*Record extracts*.
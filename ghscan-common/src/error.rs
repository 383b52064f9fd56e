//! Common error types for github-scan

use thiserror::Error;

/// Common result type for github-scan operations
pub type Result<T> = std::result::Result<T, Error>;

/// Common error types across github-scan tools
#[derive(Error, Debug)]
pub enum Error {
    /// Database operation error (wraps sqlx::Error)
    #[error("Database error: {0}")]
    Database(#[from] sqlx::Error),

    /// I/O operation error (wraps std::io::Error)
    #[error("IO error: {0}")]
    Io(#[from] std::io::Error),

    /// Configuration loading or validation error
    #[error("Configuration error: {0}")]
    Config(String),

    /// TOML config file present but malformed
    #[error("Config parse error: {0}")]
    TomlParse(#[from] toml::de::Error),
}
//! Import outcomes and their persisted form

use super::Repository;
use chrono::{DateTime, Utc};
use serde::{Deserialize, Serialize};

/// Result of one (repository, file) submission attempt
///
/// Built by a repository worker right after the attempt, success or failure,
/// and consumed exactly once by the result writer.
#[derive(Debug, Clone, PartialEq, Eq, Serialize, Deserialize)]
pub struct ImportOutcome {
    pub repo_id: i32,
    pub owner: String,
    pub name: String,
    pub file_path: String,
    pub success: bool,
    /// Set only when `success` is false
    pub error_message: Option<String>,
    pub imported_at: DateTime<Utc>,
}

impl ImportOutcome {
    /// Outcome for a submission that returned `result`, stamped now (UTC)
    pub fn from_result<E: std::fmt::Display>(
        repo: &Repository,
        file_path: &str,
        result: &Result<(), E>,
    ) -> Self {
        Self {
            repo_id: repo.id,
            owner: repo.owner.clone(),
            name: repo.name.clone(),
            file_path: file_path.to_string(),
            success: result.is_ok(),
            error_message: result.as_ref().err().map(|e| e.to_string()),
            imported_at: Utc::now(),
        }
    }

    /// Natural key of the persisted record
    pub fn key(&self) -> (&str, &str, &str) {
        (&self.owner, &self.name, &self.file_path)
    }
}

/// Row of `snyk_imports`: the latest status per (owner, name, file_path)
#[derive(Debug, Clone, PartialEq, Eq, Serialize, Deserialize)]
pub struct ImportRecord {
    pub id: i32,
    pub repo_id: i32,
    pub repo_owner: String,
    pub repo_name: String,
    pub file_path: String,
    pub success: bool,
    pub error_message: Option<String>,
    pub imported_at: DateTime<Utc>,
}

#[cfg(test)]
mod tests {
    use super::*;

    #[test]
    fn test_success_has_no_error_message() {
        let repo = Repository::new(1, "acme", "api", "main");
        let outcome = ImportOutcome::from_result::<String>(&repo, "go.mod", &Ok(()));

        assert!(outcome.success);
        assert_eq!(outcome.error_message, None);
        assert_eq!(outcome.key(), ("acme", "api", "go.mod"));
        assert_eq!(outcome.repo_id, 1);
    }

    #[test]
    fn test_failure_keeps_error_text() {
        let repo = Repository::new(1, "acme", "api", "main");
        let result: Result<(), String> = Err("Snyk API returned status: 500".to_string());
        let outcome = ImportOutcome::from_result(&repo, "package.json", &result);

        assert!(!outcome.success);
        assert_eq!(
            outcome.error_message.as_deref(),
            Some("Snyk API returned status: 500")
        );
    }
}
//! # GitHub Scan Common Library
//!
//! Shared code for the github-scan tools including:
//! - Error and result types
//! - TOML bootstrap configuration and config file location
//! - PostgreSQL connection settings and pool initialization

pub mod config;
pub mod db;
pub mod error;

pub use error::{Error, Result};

*Task directions*. Take the records above and write each one out again exactly.

*The completed task*.
filename ghscan-common/src/error.rs
repository 383b52064f9fd56e
//! Common error types for github-scan

use thiserror::Error;

/// Common result type for github-scan operations
pub type Result<T> = std::result::Result<T, Error>;

/// Common error types across github-scan tools
#[derive(Error, Debug)]
pub enum Error {
    /// Database operation error (wraps sqlx::Error)
    #[error("Database error: {0}")]
    Database(#[from] sqlx::Error),

    /// I/O operation error (wraps std::io::Error)
    #[error("IO error: {0}")]
    Io(#[from] std::io::Error),

    /// Configuration loading or validation error
    #[error("Configuration error: {0}")]
    Config(String),

    /// TOML config file present but malformed
    #[error("Config parse error: {0}")]
    TomlParse(#[from] toml::de::Error),
}
//! Import outcomes and their persisted form

use super::Repository;
use chrono::{DateTime, Utc};
use serde::{Deserialize, Serialize};

/// Result of one (repository, file) submission attempt
///
/// Built by a repository worker right after the attempt, success or failure,
/// and consumed exactly once by the result writer.
#[derive(Debug, Clone, PartialEq, Eq, Serialize, Deserialize)]
pub struct ImportOutcome {
    pub repo_id: i32,
    pub owner: String,
    pub name: String,
    pub file_path: String,
    pub success: bool,
    /// Set only when `success` is false
    pub error_message: Option<String>,
    pub imported_at: DateTime<Utc>,
}

impl ImportOutcome {
    /// Outcome for a submission that returned `result`, stamped now (UTC)
    pub fn from_result<E: std::fmt::Display>(
        repo: &Repository,
        file_path: &str,
        result: &Result<(), E>,
    ) -> Self {
        Self {
            repo_id: repo.id,
            owner: repo.owner.clone(),
            name: repo.name.clone(),
            file_path: file_path.to_string(),
            success: result.is_ok(),
            error_message: result.as_ref().err().map(|e| e.to_string()),
            imported_at: Utc::now(),
        }
    }

    /// Natural key of the persisted record
    pub fn key(&self) -> (&str, &str, &str) {
        (&self.owner, &self.name, &self.file_path)
    }
}

/// Row of `snyk_imports`: the latest status per (owner, name, file_path)
#[derive(Debug, Clone, PartialEq, Eq, Serialize, Deserialize)]
pub struct ImportRecord {
    pub id: i32,
    pub repo_id: i32,
    pub repo_owner: String,
    pub repo_name: String,
    pub file_path: String,
    pub success: bool,
    pub error_message: Option<String>,
    pub imported_at: DateTime<Utc>,
}

#[cfg(test)]
mod tests {
    use super::*;

    #[test]
    fn test_success_has_no_error_message() {
        let repo = Repository::new(1, "acme", "api", "main");
        let outcome = ImportOutcome::from_result::<String>(&repo, "go.mod", &Ok(()));

        assert!(outcome.success);
        assert_eq!(outcome.error_message, None);
        assert_eq!(outcome.key(), ("acme", "api", "go.mod"));
        assert_eq!(outcome.repo_id, 1);
    }

    #[test]
    fn test_failure_keeps_error_text() {
        let repo = Repository::new(1, "acme", "api", "main");
        let result: Result<(), String> = Err("Snyk API returned status: 500".to_string());
        let outcome = ImportOutcome::from_result(&repo, "package.json", &result);

        assert!(!outcome.success);
        assert_eq!(
            outcome.error_message.as_deref(),
            Some("Snyk API returned status: 500")
        );
    }
}
//! # GitHub Scan Common Library
//!
//! Shared code for the github-scan tools including:
//! - Error and result types
//! - TOML bootstrap configuration and config file location
//! - PostgreSQL connection settings and pool initialization

pub mod config;
pub mod db;
pub mod error;

pub use error::{Error, Result};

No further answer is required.